--- Material shown Enclosed Below ---
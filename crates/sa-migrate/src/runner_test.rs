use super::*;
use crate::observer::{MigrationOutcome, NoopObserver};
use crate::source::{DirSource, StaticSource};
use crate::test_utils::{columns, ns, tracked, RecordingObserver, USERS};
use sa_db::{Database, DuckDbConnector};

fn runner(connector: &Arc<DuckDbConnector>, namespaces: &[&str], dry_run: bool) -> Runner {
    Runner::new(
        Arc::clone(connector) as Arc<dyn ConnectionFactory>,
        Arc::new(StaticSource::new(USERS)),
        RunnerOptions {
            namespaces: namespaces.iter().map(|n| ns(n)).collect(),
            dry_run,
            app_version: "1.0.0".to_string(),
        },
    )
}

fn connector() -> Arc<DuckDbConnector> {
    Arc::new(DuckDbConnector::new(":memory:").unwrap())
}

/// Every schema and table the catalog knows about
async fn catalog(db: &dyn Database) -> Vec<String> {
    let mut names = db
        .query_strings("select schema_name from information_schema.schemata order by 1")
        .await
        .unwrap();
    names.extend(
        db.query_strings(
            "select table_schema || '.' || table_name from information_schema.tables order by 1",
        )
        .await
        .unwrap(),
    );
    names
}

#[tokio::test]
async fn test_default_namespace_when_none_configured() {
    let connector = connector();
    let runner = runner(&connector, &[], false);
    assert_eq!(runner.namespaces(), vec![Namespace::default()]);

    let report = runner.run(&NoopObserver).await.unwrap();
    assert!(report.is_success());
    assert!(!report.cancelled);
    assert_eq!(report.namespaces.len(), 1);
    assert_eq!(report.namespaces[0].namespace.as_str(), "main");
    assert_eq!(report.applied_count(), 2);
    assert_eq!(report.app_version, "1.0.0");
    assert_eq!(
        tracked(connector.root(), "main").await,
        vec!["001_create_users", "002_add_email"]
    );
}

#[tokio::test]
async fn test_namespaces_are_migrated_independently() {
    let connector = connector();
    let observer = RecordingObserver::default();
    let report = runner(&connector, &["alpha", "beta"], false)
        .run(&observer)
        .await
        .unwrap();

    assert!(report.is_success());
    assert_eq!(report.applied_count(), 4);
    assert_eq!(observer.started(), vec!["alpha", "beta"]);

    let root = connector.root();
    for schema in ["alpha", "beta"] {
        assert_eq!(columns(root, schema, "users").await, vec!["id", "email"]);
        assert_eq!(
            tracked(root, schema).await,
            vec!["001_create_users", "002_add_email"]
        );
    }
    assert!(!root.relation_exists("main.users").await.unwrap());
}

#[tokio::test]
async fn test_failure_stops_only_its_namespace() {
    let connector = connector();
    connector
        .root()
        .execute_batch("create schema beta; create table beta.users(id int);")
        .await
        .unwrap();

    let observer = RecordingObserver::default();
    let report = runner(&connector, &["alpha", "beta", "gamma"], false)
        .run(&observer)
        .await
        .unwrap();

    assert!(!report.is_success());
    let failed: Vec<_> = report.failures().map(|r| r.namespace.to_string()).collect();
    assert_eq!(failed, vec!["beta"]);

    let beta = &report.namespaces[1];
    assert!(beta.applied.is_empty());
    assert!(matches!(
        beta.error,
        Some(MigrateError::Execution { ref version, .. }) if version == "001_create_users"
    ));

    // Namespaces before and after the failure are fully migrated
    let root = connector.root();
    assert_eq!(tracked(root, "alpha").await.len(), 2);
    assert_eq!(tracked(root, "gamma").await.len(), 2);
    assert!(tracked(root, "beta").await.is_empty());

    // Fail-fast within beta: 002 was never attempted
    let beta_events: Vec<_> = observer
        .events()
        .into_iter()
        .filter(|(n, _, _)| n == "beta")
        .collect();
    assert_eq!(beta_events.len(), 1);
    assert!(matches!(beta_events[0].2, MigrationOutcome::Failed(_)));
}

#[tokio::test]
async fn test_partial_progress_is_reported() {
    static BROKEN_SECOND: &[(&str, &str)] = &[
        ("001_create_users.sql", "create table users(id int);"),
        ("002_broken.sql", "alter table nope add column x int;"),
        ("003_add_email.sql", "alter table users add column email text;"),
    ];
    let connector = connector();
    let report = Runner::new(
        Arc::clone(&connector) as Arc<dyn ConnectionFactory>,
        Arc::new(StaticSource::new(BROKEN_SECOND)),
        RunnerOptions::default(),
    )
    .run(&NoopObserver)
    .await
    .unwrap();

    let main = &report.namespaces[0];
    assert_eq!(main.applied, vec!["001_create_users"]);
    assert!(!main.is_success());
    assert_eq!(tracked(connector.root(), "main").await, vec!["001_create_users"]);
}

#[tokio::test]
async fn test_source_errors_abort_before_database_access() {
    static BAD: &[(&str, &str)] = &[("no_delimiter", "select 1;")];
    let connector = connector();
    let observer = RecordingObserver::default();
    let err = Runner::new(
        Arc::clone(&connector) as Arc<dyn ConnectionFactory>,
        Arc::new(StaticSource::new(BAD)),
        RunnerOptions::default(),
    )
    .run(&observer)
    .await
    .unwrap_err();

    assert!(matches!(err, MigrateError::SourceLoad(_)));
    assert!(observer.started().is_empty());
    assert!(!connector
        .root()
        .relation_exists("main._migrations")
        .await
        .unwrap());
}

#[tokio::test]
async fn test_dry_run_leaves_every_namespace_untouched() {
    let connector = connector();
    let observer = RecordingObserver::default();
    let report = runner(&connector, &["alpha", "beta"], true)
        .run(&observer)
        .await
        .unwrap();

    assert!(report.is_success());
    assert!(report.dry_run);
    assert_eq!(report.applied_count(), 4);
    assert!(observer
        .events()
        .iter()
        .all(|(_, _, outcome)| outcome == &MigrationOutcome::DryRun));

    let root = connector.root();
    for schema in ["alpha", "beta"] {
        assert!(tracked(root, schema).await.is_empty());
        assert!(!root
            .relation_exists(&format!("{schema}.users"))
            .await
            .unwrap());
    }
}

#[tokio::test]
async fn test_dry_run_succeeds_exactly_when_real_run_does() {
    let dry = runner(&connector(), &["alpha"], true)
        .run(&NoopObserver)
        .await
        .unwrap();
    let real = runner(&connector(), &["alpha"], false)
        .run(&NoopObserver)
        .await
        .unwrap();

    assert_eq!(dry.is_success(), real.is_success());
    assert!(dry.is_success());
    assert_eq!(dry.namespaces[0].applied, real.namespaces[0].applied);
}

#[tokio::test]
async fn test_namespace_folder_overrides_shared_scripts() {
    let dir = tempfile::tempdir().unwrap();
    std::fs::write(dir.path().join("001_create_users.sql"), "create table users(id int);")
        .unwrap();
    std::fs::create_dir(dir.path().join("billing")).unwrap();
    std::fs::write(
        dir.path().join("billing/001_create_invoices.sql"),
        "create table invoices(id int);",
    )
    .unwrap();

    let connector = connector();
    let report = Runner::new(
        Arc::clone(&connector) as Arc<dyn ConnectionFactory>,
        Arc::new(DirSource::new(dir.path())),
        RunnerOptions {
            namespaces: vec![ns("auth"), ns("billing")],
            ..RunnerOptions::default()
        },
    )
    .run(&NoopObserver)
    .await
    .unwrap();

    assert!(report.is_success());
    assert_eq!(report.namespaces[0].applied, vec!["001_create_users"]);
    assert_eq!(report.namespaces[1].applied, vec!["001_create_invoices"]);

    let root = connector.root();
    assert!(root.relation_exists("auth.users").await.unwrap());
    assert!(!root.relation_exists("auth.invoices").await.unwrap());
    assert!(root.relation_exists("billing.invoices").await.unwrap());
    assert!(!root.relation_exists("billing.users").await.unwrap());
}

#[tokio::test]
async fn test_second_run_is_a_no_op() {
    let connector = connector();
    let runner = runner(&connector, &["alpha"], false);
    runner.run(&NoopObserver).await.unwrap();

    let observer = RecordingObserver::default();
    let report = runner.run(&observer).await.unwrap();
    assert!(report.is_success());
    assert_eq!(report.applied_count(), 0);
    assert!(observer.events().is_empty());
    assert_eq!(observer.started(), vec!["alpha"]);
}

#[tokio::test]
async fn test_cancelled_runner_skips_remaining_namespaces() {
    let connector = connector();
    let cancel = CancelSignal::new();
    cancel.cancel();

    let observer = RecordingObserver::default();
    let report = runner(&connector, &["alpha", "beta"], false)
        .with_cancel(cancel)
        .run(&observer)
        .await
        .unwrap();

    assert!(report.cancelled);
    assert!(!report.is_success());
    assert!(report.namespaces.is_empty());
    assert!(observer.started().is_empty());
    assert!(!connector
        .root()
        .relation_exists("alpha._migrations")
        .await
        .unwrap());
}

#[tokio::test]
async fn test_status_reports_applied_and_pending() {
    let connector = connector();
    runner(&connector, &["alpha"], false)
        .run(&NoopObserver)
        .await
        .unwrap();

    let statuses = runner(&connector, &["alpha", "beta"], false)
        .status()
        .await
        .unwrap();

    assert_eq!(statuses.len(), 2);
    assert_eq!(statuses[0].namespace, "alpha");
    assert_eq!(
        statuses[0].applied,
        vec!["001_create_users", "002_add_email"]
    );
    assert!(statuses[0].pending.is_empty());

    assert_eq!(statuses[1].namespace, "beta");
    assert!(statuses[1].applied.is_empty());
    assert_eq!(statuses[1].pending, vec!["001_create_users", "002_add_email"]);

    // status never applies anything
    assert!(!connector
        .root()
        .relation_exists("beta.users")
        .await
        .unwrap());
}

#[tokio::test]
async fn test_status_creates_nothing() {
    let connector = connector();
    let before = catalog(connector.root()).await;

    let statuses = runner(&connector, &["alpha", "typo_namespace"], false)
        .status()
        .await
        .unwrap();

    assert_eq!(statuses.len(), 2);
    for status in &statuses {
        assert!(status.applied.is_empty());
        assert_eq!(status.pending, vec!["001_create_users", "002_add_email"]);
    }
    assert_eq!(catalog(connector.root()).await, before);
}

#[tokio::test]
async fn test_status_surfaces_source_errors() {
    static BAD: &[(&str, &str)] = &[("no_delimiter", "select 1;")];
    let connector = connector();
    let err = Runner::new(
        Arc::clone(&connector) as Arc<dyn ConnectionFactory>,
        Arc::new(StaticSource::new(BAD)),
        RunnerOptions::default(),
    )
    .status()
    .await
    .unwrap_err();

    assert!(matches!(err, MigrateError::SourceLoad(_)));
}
--- End of Enclosed Material shown ---
Taking the material above, report how many of its lines contain the word "columns". Add nothing else.

2